Which lines of the entries below run from the one holding "let mut entries = Vec::new();" to the one holding "let Some(name) = entry.file_name().to_str().map(str::to_string)", inclusive? Set down exactly those lines and no others.

Saved data entries
========================================

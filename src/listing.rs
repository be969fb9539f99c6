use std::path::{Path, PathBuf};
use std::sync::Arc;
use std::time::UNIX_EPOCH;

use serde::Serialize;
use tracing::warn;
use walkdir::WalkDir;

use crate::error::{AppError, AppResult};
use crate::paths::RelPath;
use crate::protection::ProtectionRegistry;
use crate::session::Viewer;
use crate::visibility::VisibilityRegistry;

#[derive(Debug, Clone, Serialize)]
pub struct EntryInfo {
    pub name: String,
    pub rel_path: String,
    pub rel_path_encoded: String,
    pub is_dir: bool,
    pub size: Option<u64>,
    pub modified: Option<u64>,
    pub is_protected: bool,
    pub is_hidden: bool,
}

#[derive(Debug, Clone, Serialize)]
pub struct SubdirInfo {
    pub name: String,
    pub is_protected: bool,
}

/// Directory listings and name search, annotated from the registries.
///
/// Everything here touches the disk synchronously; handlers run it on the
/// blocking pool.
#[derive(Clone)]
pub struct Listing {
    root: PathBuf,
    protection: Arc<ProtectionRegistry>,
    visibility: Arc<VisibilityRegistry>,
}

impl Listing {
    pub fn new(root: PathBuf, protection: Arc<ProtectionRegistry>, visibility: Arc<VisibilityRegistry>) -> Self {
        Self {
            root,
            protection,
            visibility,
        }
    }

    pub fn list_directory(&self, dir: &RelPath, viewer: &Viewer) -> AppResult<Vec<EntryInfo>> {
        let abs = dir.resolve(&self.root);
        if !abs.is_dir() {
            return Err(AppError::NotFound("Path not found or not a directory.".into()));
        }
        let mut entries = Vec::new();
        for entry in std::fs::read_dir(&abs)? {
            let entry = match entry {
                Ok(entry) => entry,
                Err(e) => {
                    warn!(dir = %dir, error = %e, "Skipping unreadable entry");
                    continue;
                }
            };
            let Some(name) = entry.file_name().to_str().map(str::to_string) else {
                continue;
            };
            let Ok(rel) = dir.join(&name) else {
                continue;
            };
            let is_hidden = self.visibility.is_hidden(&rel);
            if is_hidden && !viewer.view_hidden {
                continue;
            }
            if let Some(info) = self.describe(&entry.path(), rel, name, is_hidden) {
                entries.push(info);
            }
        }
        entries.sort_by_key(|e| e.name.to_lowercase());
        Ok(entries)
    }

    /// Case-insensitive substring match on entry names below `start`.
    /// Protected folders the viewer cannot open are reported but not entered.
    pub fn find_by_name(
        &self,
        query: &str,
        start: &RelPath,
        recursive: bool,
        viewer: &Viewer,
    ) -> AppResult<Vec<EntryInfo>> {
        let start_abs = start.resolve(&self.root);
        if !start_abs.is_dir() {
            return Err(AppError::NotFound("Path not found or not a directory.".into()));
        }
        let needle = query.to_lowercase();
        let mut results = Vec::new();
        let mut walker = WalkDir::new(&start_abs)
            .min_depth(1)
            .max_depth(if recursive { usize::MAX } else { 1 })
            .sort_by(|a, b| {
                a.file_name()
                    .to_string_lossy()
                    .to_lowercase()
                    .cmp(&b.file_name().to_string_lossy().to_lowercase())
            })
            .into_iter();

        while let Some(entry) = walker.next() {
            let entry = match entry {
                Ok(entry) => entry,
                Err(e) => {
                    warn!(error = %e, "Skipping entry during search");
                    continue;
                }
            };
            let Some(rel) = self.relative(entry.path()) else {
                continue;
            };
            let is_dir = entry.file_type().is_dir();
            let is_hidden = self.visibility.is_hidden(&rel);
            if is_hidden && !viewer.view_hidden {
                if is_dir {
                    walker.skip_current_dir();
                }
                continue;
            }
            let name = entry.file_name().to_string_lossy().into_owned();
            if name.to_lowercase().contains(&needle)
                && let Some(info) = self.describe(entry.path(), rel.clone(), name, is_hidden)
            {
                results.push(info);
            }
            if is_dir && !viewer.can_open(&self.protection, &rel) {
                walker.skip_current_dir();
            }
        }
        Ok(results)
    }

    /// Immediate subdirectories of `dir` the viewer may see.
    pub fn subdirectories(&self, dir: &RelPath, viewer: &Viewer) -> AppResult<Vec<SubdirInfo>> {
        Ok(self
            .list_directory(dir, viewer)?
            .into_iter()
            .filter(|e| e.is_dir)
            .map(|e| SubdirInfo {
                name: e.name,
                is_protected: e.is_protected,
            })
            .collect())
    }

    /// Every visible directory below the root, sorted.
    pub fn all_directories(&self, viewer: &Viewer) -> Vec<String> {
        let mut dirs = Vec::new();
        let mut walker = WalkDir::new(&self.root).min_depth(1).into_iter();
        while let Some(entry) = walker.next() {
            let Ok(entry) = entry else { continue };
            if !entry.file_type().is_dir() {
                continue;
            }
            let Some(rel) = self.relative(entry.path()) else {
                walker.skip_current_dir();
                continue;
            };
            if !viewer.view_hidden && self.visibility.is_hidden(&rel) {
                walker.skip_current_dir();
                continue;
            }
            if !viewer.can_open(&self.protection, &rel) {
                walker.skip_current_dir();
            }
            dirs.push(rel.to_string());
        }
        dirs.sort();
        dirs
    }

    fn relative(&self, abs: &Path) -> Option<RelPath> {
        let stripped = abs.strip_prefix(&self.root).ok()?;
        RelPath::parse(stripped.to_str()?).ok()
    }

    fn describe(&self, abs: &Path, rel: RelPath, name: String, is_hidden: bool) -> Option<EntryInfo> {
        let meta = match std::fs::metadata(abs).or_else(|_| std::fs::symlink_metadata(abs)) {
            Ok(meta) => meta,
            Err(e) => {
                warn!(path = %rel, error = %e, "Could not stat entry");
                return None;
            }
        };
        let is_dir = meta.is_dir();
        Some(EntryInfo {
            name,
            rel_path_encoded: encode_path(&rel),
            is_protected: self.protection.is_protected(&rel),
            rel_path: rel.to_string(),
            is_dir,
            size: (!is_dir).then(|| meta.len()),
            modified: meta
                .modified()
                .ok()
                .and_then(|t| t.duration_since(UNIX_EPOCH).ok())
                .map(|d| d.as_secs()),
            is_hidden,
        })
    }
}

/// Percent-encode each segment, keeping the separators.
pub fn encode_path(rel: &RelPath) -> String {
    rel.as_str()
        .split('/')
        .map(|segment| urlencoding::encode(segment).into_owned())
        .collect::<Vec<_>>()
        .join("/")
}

========================================

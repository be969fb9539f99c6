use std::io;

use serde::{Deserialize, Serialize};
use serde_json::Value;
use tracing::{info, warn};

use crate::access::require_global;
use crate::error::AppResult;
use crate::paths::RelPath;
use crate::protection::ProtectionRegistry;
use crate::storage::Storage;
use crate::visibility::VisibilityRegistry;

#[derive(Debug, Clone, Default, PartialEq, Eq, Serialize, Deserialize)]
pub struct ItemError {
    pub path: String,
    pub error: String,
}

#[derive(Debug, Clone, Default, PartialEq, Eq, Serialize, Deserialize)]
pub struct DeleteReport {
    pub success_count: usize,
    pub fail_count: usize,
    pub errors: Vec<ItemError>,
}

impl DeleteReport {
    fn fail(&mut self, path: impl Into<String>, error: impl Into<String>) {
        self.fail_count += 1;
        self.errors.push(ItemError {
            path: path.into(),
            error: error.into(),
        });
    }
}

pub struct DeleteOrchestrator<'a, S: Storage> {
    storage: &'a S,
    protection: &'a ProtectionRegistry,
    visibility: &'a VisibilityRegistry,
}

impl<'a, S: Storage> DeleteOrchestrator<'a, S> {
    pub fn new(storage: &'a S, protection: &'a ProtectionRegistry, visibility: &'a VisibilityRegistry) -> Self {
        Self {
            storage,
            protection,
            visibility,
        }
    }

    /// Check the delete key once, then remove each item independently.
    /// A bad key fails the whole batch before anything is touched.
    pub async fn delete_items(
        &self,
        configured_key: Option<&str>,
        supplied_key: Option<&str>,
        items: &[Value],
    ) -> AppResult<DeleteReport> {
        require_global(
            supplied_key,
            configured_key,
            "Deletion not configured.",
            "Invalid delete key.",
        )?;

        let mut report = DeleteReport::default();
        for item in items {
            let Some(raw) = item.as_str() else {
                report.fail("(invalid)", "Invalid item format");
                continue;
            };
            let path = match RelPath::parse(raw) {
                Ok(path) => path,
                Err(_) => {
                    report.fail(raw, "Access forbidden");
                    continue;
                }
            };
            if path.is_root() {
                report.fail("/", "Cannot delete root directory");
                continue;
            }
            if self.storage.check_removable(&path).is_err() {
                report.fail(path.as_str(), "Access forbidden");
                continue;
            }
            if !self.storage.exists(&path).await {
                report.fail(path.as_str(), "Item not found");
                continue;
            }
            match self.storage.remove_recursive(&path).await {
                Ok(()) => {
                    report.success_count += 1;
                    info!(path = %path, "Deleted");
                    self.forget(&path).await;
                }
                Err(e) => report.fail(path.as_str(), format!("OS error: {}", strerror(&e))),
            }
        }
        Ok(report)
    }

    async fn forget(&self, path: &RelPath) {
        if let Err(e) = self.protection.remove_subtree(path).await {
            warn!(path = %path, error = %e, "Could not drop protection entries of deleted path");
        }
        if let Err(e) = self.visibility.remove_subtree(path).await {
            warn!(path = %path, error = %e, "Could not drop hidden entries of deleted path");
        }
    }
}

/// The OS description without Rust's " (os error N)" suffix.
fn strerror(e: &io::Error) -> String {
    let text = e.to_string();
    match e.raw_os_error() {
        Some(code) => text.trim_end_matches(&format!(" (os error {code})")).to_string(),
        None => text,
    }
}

========================================

Task answer:
        let mut entries = Vec::new();
        for entry in std::fs::read_dir(&abs)? {
            let entry = match entry {
                Ok(entry) => entry,
                Err(e) => {
                    warn!(dir = %dir, error = %e, "Skipping unreadable entry");
                    continue;
                }
            };
            let Some(name) = entry.file_name().to_str().map(str::to_string) else {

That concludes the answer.